| DATA UNDER STUDY |
◇ ◇ ◇

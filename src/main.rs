//! keyhold-daemon: Background daemon for global hotkey capture and
//! keystroke forwarding.
//!
//! The daemon provides:
//! - A single global hotkey slot registered with the OS, pumped on a
//!   dedicated thread
//! - A hold controller that toggles pressing a chosen key inside a chosen
//!   target window on each hotkey activation
//! - An IPC control surface for the external settings/picker UI
//!
//! Settings persistence and all UI state live in the external client; the
//! daemon only holds the live binding, target and hold state.

mod config;
mod events;
mod hotkey;
mod inject;
mod ipc;
mod keys;
mod lifecycle;
mod state;
mod winlist;

use std::sync::{Arc, Mutex};

use anyhow::Result;
use tokio::sync::{broadcast, mpsc};
use tracing::{error, info, warn};
use tracing_subscriber::EnvFilter;

use crate::config::Config;
use crate::events::DaemonEvent;
use crate::hotkey::{Dispatcher, HotkeyListener};
use crate::ipc::{DaemonHandle, Server};
use crate::lifecycle::ShutdownSignal;
use crate::state::HoldController;

#[tokio::main]
async fn main() -> Result<()> {
    // Initialize logging
    tracing_subscriber::fmt()
        .with_env_filter(
            EnvFilter::try_from_default_env().unwrap_or_else(|_| EnvFilter::new("info")),
        )
        .init();

    info!(
        version = env!("CARGO_PKG_VERSION"),
        "keyhold-daemon starting"
    );

    // Load configuration
    let config = Config::load()?;
    info!(addr = %config.listen_addr, "configuration loaded");

    // Create shutdown signal handler
    let shutdown = ShutdownSignal::new();

    // Channels for inter-component communication
    // Pump thread -> hold controller
    let (dispatcher, subscription) = Dispatcher::channel(config.event_capacity);
    // Daemon -> IPC server (broadcast to subscribed clients)
    let (event_tx, _event_rx) = broadcast::channel::<DaemonEvent>(64);
    // IPC server -> hold controller
    let (control_tx, control_rx) = mpsc::channel(16);

    // Create and arm the hotkey listener (pump runs on a dedicated thread)
    let mut listener = HotkeyListener::new(hotkey::platform_backend(), dispatcher);
    match listener.start() {
        Ok(()) => {
            info!(backend = listener.backend_name(), "hotkey listener started");
        }
        Err(e) => {
            error!(?e, "failed to start hotkey listener");
            warn!("continuing without hotkey capture");
        }
    }
    let listener = Arc::new(Mutex::new(listener));

    // Create the hold controller around the platform injector
    let mut controller = HoldController::new(inject::platform_injector(), event_tx.clone());

    // Create the IPC server
    let daemon = DaemonHandle {
        listener: Arc::clone(&listener),
        control: control_tx,
    };
    let server = Server::bind(config.listen_addr, daemon, event_tx.clone()).await?;

    // Mirror controller events into the IPC status snapshot
    let mut status_rx = event_tx.subscribe();
    let server_for_events = &server;

    info!("daemon initialized, entering main loop");

    // Main event loop
    tokio::select! {
        // Run the hold controller (processes hotkey activations)
        _ = controller.run(subscription, control_rx) => {
            info!("hold controller exited");
        }

        // Run the IPC server (accepts client connections)
        result = server.run() => {
            if let Err(e) = result {
                error!(?e, "IPC server error");
            }
        }

        // Keep the status snapshot in sync with controller events
        _ = async {
            loop {
                match status_rx.recv().await {
                    Ok(event) => match &event {
                        DaemonEvent::HoldStarted { .. } => {
                            server_for_events.set_holding(true).await;
                        }
                        DaemonEvent::HoldReleased { .. }
                        | DaemonEvent::InjectionFailed { .. } => {
                            server_for_events.set_holding(false).await;
                        }
                        DaemonEvent::TargetChanged { target } => {
                            server_for_events.set_target(*target).await;
                        }
                        DaemonEvent::HotkeyBound { .. } | DaemonEvent::HotkeyCleared => {}
                    },
                    Err(broadcast::error::RecvError::Lagged(n)) => {
                        warn!(skipped = n, "status event receiver lagged");
                    }
                    Err(broadcast::error::RecvError::Closed) => break,
                }
            }
        } => {
            info!("status event handler exited");
        }

        // Wait for shutdown signal
        _ = shutdown.wait() => {
            info!("shutdown signal received");
        }
    }

    // Cleanup
    info!("shutting down...");

    server.shutdown().await;
    match listener.lock() {
        Ok(mut listener) => listener.dispose(),
        Err(_) => warn!("hotkey listener lock poisoned during shutdown"),
    }

    info!("keyhold-daemon stopped");

    Ok(())
}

◇ ◇ ◇

| PROBLEM TO SOLVE |
Return exactly the lines above from the line that has "Create the IPC server" through the line that has "initialized, entering main", inclusive, and nothing else.

| ANSWER TO THIS EXERCISE |
    // Create the IPC server
    let daemon = DaemonHandle {
        listener: Arc::clone(&listener),
        control: control_tx,
    };
    let server = Server::bind(config.listen_addr, daemon, event_tx.clone()).await?;

    // Mirror controller events into the IPC status snapshot
    let mut status_rx = event_tx.subscribe();
    let server_for_events = &server;

    info!("daemon initialized, entering main loop");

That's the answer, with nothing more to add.